Dr. Helen Thompson, portrayed by Corrinne Wicks, first appeared in the second episode on 27 March 2000 and made her final appearance on 16 December 2005. Before the series began, Helen married Phil (Mark Adams), with whom she had two children; son Dan (Joshua Prime) and daughter Claire (Tara Coleman-Starr). Helen begins to get bored with married life and after fighting temptation for a while, has an affair with Steve Rawlings' (Mark Frost) brother, Chris (Steven Brand), which nearly costs her her marriage. Phil throws Helen out and she moves in Chris.

Eventually, Helen and Phil reconcile. However, their happiness is short-lived. Helen becomes a widow when Phil is killed in a car crash. However, at the time of the crash, she is in bed with colleague Marc Eliot (Tom Butcher). She is riddled with guilt until she discovers that Phil was also guilty, hiding the fact he had a second family. Helen eventually returns to work, but Marc persuades her to leave Riverside and set up a new practice with him, to Mac McGuire's (Christopher Timothy) fury. Helen and Marc set up Best Practice together, employing Helen's university friend, George Woodson (Stirling Gallacher), and Kate McGuire (Maggie Cronin), after her marriage to Mac breaks down. After a while, Marc and Helen start a relationship. Over time, Helen grows to dislike Marc and claims she is not in love with him anymore and Marc leaves to build orphanages in Kosovo. Helen later falls in love with Jack Ford (Steven Hartley) and he proposes to her, with Helen agreeing. However, Jack is murdered by his former wife, Ria (Mandana Jones), devastating Helen. The next year, Marc returns with a new fiancé, Bella Forest (Sharon Maharaj). However, Marc and Helen realise that they still have feelings for each other, so the pair leave Letherbridge together.

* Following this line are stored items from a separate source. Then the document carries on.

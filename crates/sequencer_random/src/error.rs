//! Random number error types.

/// Errors that can occur when spawning generators or drawing values.
#[derive(Debug, Clone, PartialEq, thiserror::Error)]
pub enum RandomError {
    /// The service has no base seed.
    #[error("random number service '{service}' has no seed configured")]
    NotConfigured {
        /// The service name.
        service: String,
    },

    /// The distribution parameters are out of range.
    #[error("invalid parameters for {distribution} distribution: {reason}")]
    InvalidParameters {
        /// The distribution kind (e.g. `"gauss"`).
        distribution: &'static str,
        /// What is wrong with the parameters.
        reason: String,
    },
}
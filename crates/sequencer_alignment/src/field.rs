//! Per-event magnetic field scaling.

use sequencer_framework::{ContextDecorator, EventContext, ProcessCode, ProcessResult};

use crate::error::AlignmentError;

/// Factor applied to the nominal field strength for one event.
#[derive(Debug, Clone, Copy, PartialEq)]
pub struct FieldScale {
    /// Multiplier of the nominal field.
    pub factor: f64,
}

impl FieldScale {
    /// Scale a field value.
    #[must_use]
    pub fn apply(&self, value: f64) -> f64 {
        value * self.factor
    }
}

/// Decorates event `n` with `FieldScale { factor: scalor^n }`.
#[derive(Debug, Clone, Copy)]
pub struct FieldScaleDecorator {
    scalor: f64,
}

impl FieldScaleDecorator {
    /// Create a decorator with the given per-event scalor.
    ///
    /// # Errors
    ///
    /// Returns [`AlignmentError::InvalidScalor`] for a negative or
    /// non-finite scalor.
    pub fn new(scalor: f64) -> Result<Self, AlignmentError> {
        if !scalor.is_finite() || scalor < 0.0 {
            return Err(AlignmentError::InvalidScalor(scalor));
        }
        Ok(Self { scalor })
    }

    /// Returns the per-event scalor.
    #[must_use]
    pub fn scalor(&self) -> f64 {
        self.scalor
    }

    /// Scale factor of one event.
    #[must_use]
    pub fn factor(&self, event: u64) -> f64 {
        match i32::try_from(event) {
            Ok(n) => self.scalor.powi(n),
            Err(_) => self.scalor.powf(event as f64),
        }
    }
}

impl ContextDecorator for FieldScaleDecorator {
    fn name(&self) -> &str {
        "FieldScaleDecorator"
    }

    fn decorate(&self, context: &mut EventContext) -> ProcessResult {
        let factor = self.factor(context.event_number());
        context.decorate(FieldScale { factor });
        Ok(ProcessCode::Success)
    }
}

#[cfg(test)]
mod tests {
    use super::*;

    #[test]
    fn test_factor_is_power_of_event() {
        let d = FieldScaleDecorator::new(1.25).unwrap();
        assert_eq!(d.factor(0), 1.0);
        assert_eq!(d.factor(1), 1.25);
        assert!((d.factor(3) - 1.953_125).abs() < 1e-12);
    }

    #[test]
    fn test_decorates_context() {
        let d = FieldScaleDecorator::new(2.0).unwrap();
        let mut context = EventContext::new(4, 10);
        d.decorate(&mut context).unwrap();
        let scale = context.decoration().get::<FieldScale>().unwrap();
        assert_eq!(scale.factor, 16.0);
        assert_eq!(scale.apply(0.5), 8.0);
    }

    #[test]
    fn test_invalid_scalor_rejected() {
        assert_eq!(
            FieldScaleDecorator::new(-1.0).unwrap_err(),
            AlignmentError::InvalidScalor(-1.0)
        );
        assert!(FieldScaleDecorator::new(f64::INFINITY).is_err());
    }
}
//! Per-event and per-component execution contexts.
//!
//! The sequencer creates one [`EventContext`] per event. It owns that
//! event's [`EventStore`] and [`Decoration`]. Decorators receive the
//! event context mutably; readers, algorithms, and writers receive a
//! [`RunContext`], a read-only view tagged with their component index.

use sequencer_random::{RandomEngine, RandomError, RandomNumbers};
use sequencer_store::EventStore;

use crate::decoration::Decoration;

/// Everything belonging to one event while it is being processed.
#[derive(Debug)]
pub struct EventContext {
    /// The event being processed.
    event_number: u64,
    /// Exclusive upper bound of event numbers in this run.
    events_per_run: u64,
    /// Collections exchanged between components.
    store: EventStore,
    /// Payloads set by decorators.
    decoration: Decoration,
}

impl EventContext {
    /// Create a fresh context with an empty store and no decoration.
    #[must_use]
    pub fn new(event_number: u64, events_per_run: u64) -> Self {
        Self {
            event_number,
            events_per_run,
            store: EventStore::new(event_number),
            decoration: Decoration::new(),
        }
    }

    /// Returns the event number.
    #[must_use]
    pub fn event_number(&self) -> u64 {
        self.event_number
    }

    /// Returns the exclusive upper bound of event numbers in this run.
    #[must_use]
    pub fn events_per_run(&self) -> u64 {
        self.events_per_run
    }

    /// Returns the event store.
    #[must_use]
    pub fn store(&self) -> &EventStore {
        &self.store
    }

    /// Returns the current decoration.
    #[must_use]
    pub fn decoration(&self) -> &Decoration {
        &self.decoration
    }

    /// Set the decoration payload of type `T`, replacing any previous value.
    pub fn decorate<T: Send + Sync + 'static>(&mut self, value: T) {
        self.decoration.insert(value);
    }

    /// Set an already shared decoration payload of type `T`.
    pub fn decorate_shared<T: Send + Sync + 'static>(&mut self, value: std::sync::Arc<T>) {
        self.decoration.insert_shared(value);
    }

    /// Build the view handed to the component at `component_index`.
    #[must_use]
    pub fn for_component(&self, component_index: usize) -> RunContext<'_> {
        RunContext {
            component_index,
            event_number: self.event_number,
            events_per_run: self.events_per_run,
            store: &self.store,
            decoration: &self.decoration,
        }
    }
}

/// The view of one event given to one reader, algorithm, or writer.
#[derive(Debug, Clone, Copy)]
pub struct RunContext<'a> {
    /// Position of the component in the pipeline.
    pub component_index: usize,
    /// The event being processed.
    pub event_number: u64,
    /// Exclusive upper bound of event numbers in this run.
    pub events_per_run: u64,
    /// Collections exchanged between components.
    pub store: &'a EventStore,
    /// Payloads set by decorators.
    pub decoration: &'a Decoration,
}

impl RunContext<'_> {
    /// Spawn this component's generator for this event.
    ///
    /// Call once per invocation and reuse the engine for every draw.
    ///
    /// # Errors
    ///
    /// Returns [`RandomError::NotConfigured`] if the service has no seed.
    pub fn spawn_generator(&self, service: &RandomNumbers) -> Result<RandomEngine, RandomError> {
        service.spawn(
            self.component_index as u64,
            self.event_number,
            self.events_per_run,
        )
    }
}
//! Decorator configuration errors.

/// A decorator parameter is unusable. Raised at construction, never while
/// decorating.
#[derive(Debug, Clone, PartialEq, thiserror::Error)]
pub enum AlignmentError {
    /// The interval of validity must span at least one event.
    #[error("iov size must be at least 1")]
    ZeroIovSize,

    /// The flush window must span at least one event.
    #[error("flush size must be at least 1")]
    ZeroFlushSize,

    /// A misalignment width is negative or not finite.
    #[error("sigma '{name}' must be finite and non-negative, got {value}")]
    InvalidSigma {
        /// The configuration field.
        name: &'static str,
        /// The rejected value.
        value: f64,
    },

    /// A per-event rotation step is not finite.
    #[error("rotation step must be finite, got {0}")]
    InvalidRotationStep(f64),

    /// A field scale factor is negative or not finite.
    #[error("field scalor must be finite and non-negative, got {0}")]
    InvalidScalor(f64),

    /// Two detector elements share an identifier.
    #[error("duplicate detector element id {0}")]
    DuplicateElement(u32),
}
//! Hit creation with measurement smearing.

use std::sync::Arc;

use glam::{DVec2, DVec3};
use sequencer_alignment::{AlignmentSnapshot, ElementId, FieldScale, Transform3D};
use sequencer_framework::{Algorithm, ProcessCode, ProcessError, ProcessResult, RunContext};
use sequencer_random::{Distribution, RandomNumbers};

use crate::generator::Particle;

/// A smeared measurement on one detector element.
#[derive(Debug, Clone, Copy, PartialEq)]
pub struct Hit {
    /// Index of the particle that made the hit.
    pub particle: u32,
    /// The element that was hit.
    pub element: ElementId,
    /// Smeared local position on the element surface.
    pub local: DVec2,
    /// The smeared position in the global frame.
    pub global: DVec3,
}

/// Settings of [`HitSmearing`].
#[derive(Debug, Clone)]
pub struct HitSmearingConfig {
    /// Particle collection to read.
    pub input: String,
    /// Hit collection to write.
    pub output: String,
    /// Local resolution along x and y, in mm.
    pub resolution: DVec2,
    /// Azimuthal bend per unit charge over transverse momentum, in rad GeV,
    /// at nominal field.
    pub bending: f64,
}

impl Default for HitSmearingConfig {
    fn default() -> Self {
        Self {
            input: "particles".to_string(),
            output: "hits".to_string(),
            resolution: DVec2::new(0.05, 0.05),
            bending: 0.003,
        }
    }
}

/// Puts one hit per particle on the element its track crosses, using the
/// event's alignment and field scale, then smears it.
#[derive(Debug)]
pub struct HitSmearing {
    config: HitSmearingConfig,
    random: Arc<RandomNumbers>,
}

impl HitSmearing {
    /// Create the algorithm.
    #[must_use]
    pub fn new(config: HitSmearingConfig, random: Arc<RandomNumbers>) -> Self {
        Self { config, random }
    }

    /// Direction of a particle after bending in a field scaled by `field`.
    fn direction(&self, particle: &Particle, field: f64) -> DVec3 {
        let pt = particle.pt();
        let phi = particle.phi() + self.config.bending * particle.charge * field / pt;
        DVec3::new(phi.cos(), phi.sin(), particle.momentum.z / pt)
    }
}

/// The crossing of a straight track from the origin with an element plane,
/// in element-local coordinates.
fn crossing(transform: &Transform3D, direction: DVec3) -> Option<DVec3> {
    let normal = transform.rotation * DVec3::Z;
    let facing = normal.dot(direction);
    if facing <= 0.0 {
        return None;
    }
    let path = normal.dot(transform.position) / facing;
    if path <= 0.0 {
        return None;
    }
    Some(transform.to_local(direction * path))
}

/// The element crossed closest to its centre. Ties go to the lower id.
fn closest_crossing(
    snapshot: &AlignmentSnapshot,
    direction: DVec3,
) -> Option<(ElementId, &Transform3D, DVec2)> {
    let mut best: Option<(ElementId, &Transform3D, DVec2)> = None;
    for (id, transform) in snapshot.iter() {
        let Some(local) = crossing(transform, direction) else {
            continue;
        };
        let local = local.truncate();
        if best.is_none_or(|(_, _, current)| local.length() < current.length()) {
            best = Some((id, transform, local));
        }
    }
    best
}

impl Algorithm for HitSmearing {
    fn name(&self) -> &str {
        "HitSmearing"
    }

    fn execute(&self, context: &RunContext<'_>) -> ProcessResult {
        let particles = context.store.get::<Vec<Particle>>(&self.config.input)?;
        let snapshot = context
            .decoration
            .get::<AlignmentSnapshot>()
            .ok_or_else(|| ProcessError::failed("event has no alignment snapshot"))?;
        let field = context.decoration.get::<FieldScale>().map_or(1.0, |s| s.factor);

        let mut engine = context.spawn_generator(&self.random)?;
        let smear_x = Distribution::Gauss {
            mean: 0.0,
            sigma: self.config.resolution.x,
        };
        let smear_y = Distribution::Gauss {
            mean: 0.0,
            sigma: self.config.resolution.y,
        };

        let mut hits = Vec::with_capacity(particles.len());
        for particle in particles.iter() {
            let direction = self.direction(particle, field);
            let Some((element, transform, local)) = closest_crossing(snapshot, direction) else {
                continue;
            };
            let local = local + DVec2::new(smear_x.draw(&mut engine)?, smear_y.draw(&mut engine)?);
            hits.push(Hit {
                particle: particle.index,
                element,
                local,
                global: transform.to_global(local.extend(0.0)),
            });
        }

        context.store.add(self.config.output.as_str(), hits)?;
        Ok(ProcessCode::Success)
    }
}

#[cfg(test)]
mod tests {
    use sequencer_alignment::{DetectorElement, IovId, barrel_layout};
    use sequencer_framework::EventContext;
    use sequencer_random::RandomNumbersConfig;

    use super::*;

    fn particle(phi: f64, charge: f64) -> Particle {
        Particle {
            index: 0,
            charge,
            momentum: DVec3::new(2.0 * phi.cos(), 2.0 * phi.sin(), 0.0),
        }
    }

    #[test]
    fn test_crossing_on_facing_element() {
        let elements = barrel_layout(1, 4, 30.0, 0.0);
        let snapshot = AlignmentSnapshot::nominal(IovId(0), &elements);
        let (id, _, local) = closest_crossing(&snapshot, DVec3::X).unwrap();
        assert_eq!(id, ElementId(0));
        assert!(local.length() < 1e-9);
    }

    #[test]
    fn test_inner_layer_preferred() {
        let elements = barrel_layout(3, 8, 30.0, 40.0);
        let snapshot = AlignmentSnapshot::nominal(IovId(0), &elements);
        let direction = DVec3::new(1.0, 0.1, 0.0);
        let (id, _, _) = closest_crossing(&snapshot, direction).unwrap();
        assert_eq!(id, ElementId(0));
    }

    #[test]
    fn test_field_bends_by_charge() {
        let random = Arc::new(RandomNumbers::new(RandomNumbersConfig::with_seed(1)));
        let smearing = HitSmearing::new(HitSmearingConfig::default(), random);
        let plus = smearing.direction(&particle(0.0, 1.0), 2.0);
        let minus = smearing.direction(&particle(0.0, -1.0), 2.0);
        assert!(plus.y > 0.0);
        assert!((plus.y + minus.y).abs() < 1e-12);
    }

    #[test]
    fn test_execute_writes_one_hit_per_particle() {
        let random = Arc::new(RandomNumbers::new(RandomNumbersConfig::with_seed(1)));
        let smearing = HitSmearing::new(HitSmearingConfig::default(), random);
        let elements: Vec<DetectorElement> = barrel_layout(1, 8, 30.0, 0.0);

        let mut context = EventContext::new(0, 1);
        context.decorate(AlignmentSnapshot::nominal(IovId(0), &elements));
        context
            .store()
            .add("particles", vec![particle(0.0, 1.0), particle(1.0, -1.0)])
            .unwrap();
        smearing.execute(&context.for_component(1)).unwrap();

        let hits = context.store().get::<Vec<Hit>>("hits").unwrap();
        assert_eq!(hits.len(), 2);
        for hit in hits.iter() {
            let radius = hit.global.truncate().length();
            assert!((radius - 30.0).abs() < 1.0);
        }
    }

    #[test]
    fn test_missing_alignment_fails() {
        let random = Arc::new(RandomNumbers::new(RandomNumbersConfig::with_seed(1)));
        let smearing = HitSmearing::new(HitSmearingConfig::default(), random);
        let context = EventContext::new(0, 1);
        context.store().add("particles", Vec::<Particle>::new()).unwrap();
        let err = smearing.execute(&context.for_component(1)).unwrap_err();
        assert!(matches!(err, ProcessError::Failed(_)));
    }
}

Helen's character profile on the BBC website described her as an "extremely capable doctor and well-liked by her patients and colleagues", but "despite being strong and confident, she sometimes found it hard to show her feelings". In November 2005, Digital Spys Kris Green reported that Wicks would be departing from Doctors alongside Tom Butcher. Green commented that Helen has "been the unluckiest person in love for the last five years" and was glad that she was "finally" getting a "Prince Charming". Her final episode was an hour-long special. In real life, Wicks is married to Butcher, with Green commenting on this saying, "Interestingly, for Corrinne and Tom, it's life imitating art as they are, in fact, a couple in 'real world' – I do sometimes find it hard to distinguish between the two...". Andrea Green who played Sarah Finch opined that her most memorable scene was "the very final scene of Doctors shot at Pebble Mill – it was with my friend Wicks", commenting that it was "weird".

==Caroline Powers==

Dr. Caroline Powers, portrayed by Jacqueline Leonard, first appeared in the second episode on 27 March 2000 (although Caroline does appear in the season preview at the end of the first episode) and made her final appearance on 1 June 2001. An experienced doctor, Caroline is well-respected within the practice, but also slightly feared, particularly by the likes of Jo. Her abrasive and occasionally unsympathetic attitude causes her to clash with the other staff, particularly Helen. She does, however, have a close relationship with Rana, and usually defends him when Mac and the others reprimand him. Caroline is involved in many cases, such as when Noel Kenworth (Anthony Edridge) has a vasectomy; however, his wife, Karen (Karen Henthorn), still wants children.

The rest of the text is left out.